We are past peak waistcoat, that much seems sure. But it’s also worth noting that the celebration of Gareth Southgate was a real thing and lasted for a long time, at least two years. It was the sort of treatment that is hardly usual for an England manager in any shape or form. Ask Graham Taylor if he would have appreciated such hero worship and surely he would not have not liked that.

Southgate has been around long enough for fans to see the limitations, but also to compare and contrast him with other successful football managers in this country. Simon Chadwick is the global professor of sport at Em Lyon Business School and often pops up in articles such as this one because he’s a provocative thinker about the game. He observes that, as much as Southgate may be the one, he’s still not a Pep Guardiola or a Jürgen Klopp.

Jürgen Klopp and Pep Guardiola
Is the behaviour of Jürgen Klopp (left) and Pep Guardiola having a negative effect on a manager such as Gareth Southgate? Photograph: Phil Noble/Reuters

“If you think of the top two teams in the country right now, Manchester City and Liverpool, they share a philosophy that’s very much based on performance with passion,” Chadwick says. “Klopp, in particular, is almost everybody’s embodiment of what you would want a football manager to be: really in tune with fans and with players, he really seems to care.

“In terms of personality and approach it is almost like Southgate is a man out of time. He has a sanitised approach to management and, in English terms, if you go back 10 years that may well have been acceptable. But Premier League football has overtaken him. He needs to be seen running up and down the touchline jumping in the air and shouting, going and getting drunk with the players, because that’s what Guardiola and Klopp do and have instilled within observers and fans of football.”

Chadwick’s insight leads to another thought, one about identity.
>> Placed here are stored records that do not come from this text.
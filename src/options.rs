//! Configuration options for compact markup output.
//!
//! - [`MarkupOptions`]: main configuration struct
//! - [`ArgumentSeparator`]: what is written between arguments
//! - [`QuoteStyle`]: which quote wraps values that must be quoted
//!
//! ## Examples
//!
//! ```rust
//! use compact_markup::{to_string_with_options, ArgumentSeparator, MarkupOptions};
//! use serde::Serialize;
//!
//! #[derive(Serialize)]
//! #[serde(rename_all = "PascalCase")]
//! struct Binding { path: String, mode: String }
//!
//! let binding = Binding { path: "Name".into(), mode: "OneWay".into() };
//!
//! let options = MarkupOptions::new().with_separator(ArgumentSeparator::CommaSpace);
//! let text = to_string_with_options(&binding, options).unwrap();
//! assert_eq!(text, "{Binding Path=Name, Mode=OneWay}");
//! ```

/// Separator written between consecutive arguments.
///
/// Whitespace around delimiters is insignificant when reading, so both forms parse
/// the same way.
///
/// ```rust
/// use compact_markup::ArgumentSeparator;
///
/// assert_eq!(ArgumentSeparator::Comma.as_str(), ",");
/// assert_eq!(ArgumentSeparator::CommaSpace.as_str(), ", ");
/// ```
#[derive(Clone, Copy, Debug, PartialEq, Eq, Default)]
pub enum ArgumentSeparator {
    #[default]
    Comma,
    CommaSpace,
}

impl ArgumentSeparator {
    #[must_use]
    pub const fn as_str(&self) -> &'static str {
        match self {
            ArgumentSeparator::Comma => ",",
            ArgumentSeparator::CommaSpace => ", ",
        }
    }
}

/// Quote character for values that are empty or have surrounding whitespace.
#[derive(Clone, Copy, Debug, PartialEq, Eq, Default)]
pub enum QuoteStyle {
    #[default]
    Single,
    Double,
}

impl QuoteStyle {
    #[must_use]
    pub const fn as_char(&self) -> char {
        match self {
            QuoteStyle::Single => '\'',
            QuoteStyle::Double => '"',
        }
    }
}

/// Configuration options for compact markup serialization.
#[derive(Clone, Debug, Default)]
pub struct MarkupOptions {
    /// Prefix applied to type names written without one.
    pub default_prefix: Option<String>,
    pub separator: ArgumentSeparator,
    pub quote: QuoteStyle,
}

impl MarkupOptions {
    /// Creates default options: no default prefix, `,` separator, single quotes.
    ///
    /// ```rust
    /// use compact_markup::{ArgumentSeparator, MarkupOptions};
    ///
    /// let options = MarkupOptions::new();
    /// assert_eq!(options.separator, ArgumentSeparator::Comma);
    /// assert!(options.default_prefix.is_none());
    /// ```
    #[must_use]
    pub fn new() -> Self {
        Self::default()
    }

    /// Sets the prefix written before unprefixed type names.
    ///
    /// ```rust
    /// use compact_markup::MarkupOptions;
    ///
    /// let options = MarkupOptions::new().with_default_prefix("wf");
    /// assert_eq!(options.default_prefix.as_deref(), Some("wf"));
    /// ```
    #[must_use]
    pub fn with_default_prefix(mut self, prefix: impl Into<String>) -> Self {
        self.default_prefix = Some(prefix.into());
        self
    }

    #[must_use]
    pub fn with_separator(mut self, separator: ArgumentSeparator) -> Self {
        self.separator = separator;
        self
    }

    #[must_use]
    pub fn with_quote(mut self, quote: QuoteStyle) -> Self {
        self.quote = quote;
        self
    }
}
Loud booing of the team you’re supposed to support is hardly limited to the national team. It’s a source of frustration for some (me!) that your average Premier League XI get booed as a matter of course. This activity can be seen as revealing of the distance between fans and well-paid players, that anything other than perfect fails to justify mind-boggling wages. It could also be that the bond is too tight, that people now invest so much in their identity as a fan that every failure is taken personally. This is compounded when it’s England: it’s not just you but your country that’s been slighted.

It wouldn’t be 2022 if there weren’t a digital piece to the puzzle too. There’s an argument that says the lack of temperance common to online exchanges is seeping into the real world, that Southgate and his men simply received in real life what they would otherwise get on Twitter. Chadwick sees that point but understands it more as part of the basic premise of the modern internet, where we as consumers have a function commenting on others’ work.

“We’re all co-creators online, whether it be on Twitter, Facebook or TikTok,” Chadwick says. “We live in an age where we make a contribution, we are co-creators of the product. If one element of that product, the on-field game, falls short of standards then we contribute to the further creation of the product by reflecting the poor quality of the experience that we’re getting. We live in an experience economy, and we know that on social media we will object and complain about football. What I think we’re beginning to see is that kind of co-creation of the experience also beginning to take place in the stadium.”

You may not agree with all or any of these ideas, and there are other possible explanations out there (we’re fed up with everything, not just the football, being one). If too much booing is a bad thing, we need to ask why it is happening in order to understand it better, though. If, that is, we agree that it’s bad in the first place.